**TASK:**
Among the lines below, some may hold the word "Returns"; state how many do, giving only the number.

[Opening EXERCISE DATA section]

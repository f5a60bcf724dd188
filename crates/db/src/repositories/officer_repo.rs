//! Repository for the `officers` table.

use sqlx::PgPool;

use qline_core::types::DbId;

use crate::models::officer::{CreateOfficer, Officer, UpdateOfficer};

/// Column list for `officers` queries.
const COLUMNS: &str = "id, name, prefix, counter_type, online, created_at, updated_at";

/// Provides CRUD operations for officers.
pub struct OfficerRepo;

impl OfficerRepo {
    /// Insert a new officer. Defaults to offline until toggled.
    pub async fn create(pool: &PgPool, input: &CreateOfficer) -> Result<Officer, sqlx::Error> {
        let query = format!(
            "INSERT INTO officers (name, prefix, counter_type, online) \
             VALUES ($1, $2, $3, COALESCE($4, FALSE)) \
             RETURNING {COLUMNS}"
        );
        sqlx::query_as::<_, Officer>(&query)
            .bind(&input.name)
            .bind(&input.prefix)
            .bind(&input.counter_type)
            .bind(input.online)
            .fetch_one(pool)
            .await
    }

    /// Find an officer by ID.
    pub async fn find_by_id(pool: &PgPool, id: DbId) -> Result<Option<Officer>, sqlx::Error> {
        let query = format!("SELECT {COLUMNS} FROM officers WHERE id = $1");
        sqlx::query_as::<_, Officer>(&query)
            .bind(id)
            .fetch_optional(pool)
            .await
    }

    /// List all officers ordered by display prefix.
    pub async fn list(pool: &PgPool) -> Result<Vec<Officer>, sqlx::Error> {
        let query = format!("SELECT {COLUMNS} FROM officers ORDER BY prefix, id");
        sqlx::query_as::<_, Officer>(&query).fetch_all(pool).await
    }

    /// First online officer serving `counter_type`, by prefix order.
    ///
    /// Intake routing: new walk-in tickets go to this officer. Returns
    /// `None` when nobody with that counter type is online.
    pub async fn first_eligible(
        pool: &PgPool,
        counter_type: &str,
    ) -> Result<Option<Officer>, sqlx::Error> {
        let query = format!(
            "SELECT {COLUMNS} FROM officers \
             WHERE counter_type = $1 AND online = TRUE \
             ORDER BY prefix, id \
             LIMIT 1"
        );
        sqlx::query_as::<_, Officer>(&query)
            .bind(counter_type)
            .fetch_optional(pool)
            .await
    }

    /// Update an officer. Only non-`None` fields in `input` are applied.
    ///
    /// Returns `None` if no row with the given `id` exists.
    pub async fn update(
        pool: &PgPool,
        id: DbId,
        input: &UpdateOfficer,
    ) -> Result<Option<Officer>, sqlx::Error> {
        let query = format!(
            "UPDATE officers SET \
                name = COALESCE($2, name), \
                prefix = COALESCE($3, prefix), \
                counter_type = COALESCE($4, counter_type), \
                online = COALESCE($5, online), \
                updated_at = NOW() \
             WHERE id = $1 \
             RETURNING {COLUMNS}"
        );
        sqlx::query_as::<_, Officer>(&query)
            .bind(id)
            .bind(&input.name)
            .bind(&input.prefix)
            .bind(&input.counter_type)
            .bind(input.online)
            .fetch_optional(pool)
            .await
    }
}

[Closing EXERCISE DATA section]

**RESPONSE TO THIS TASK:**
2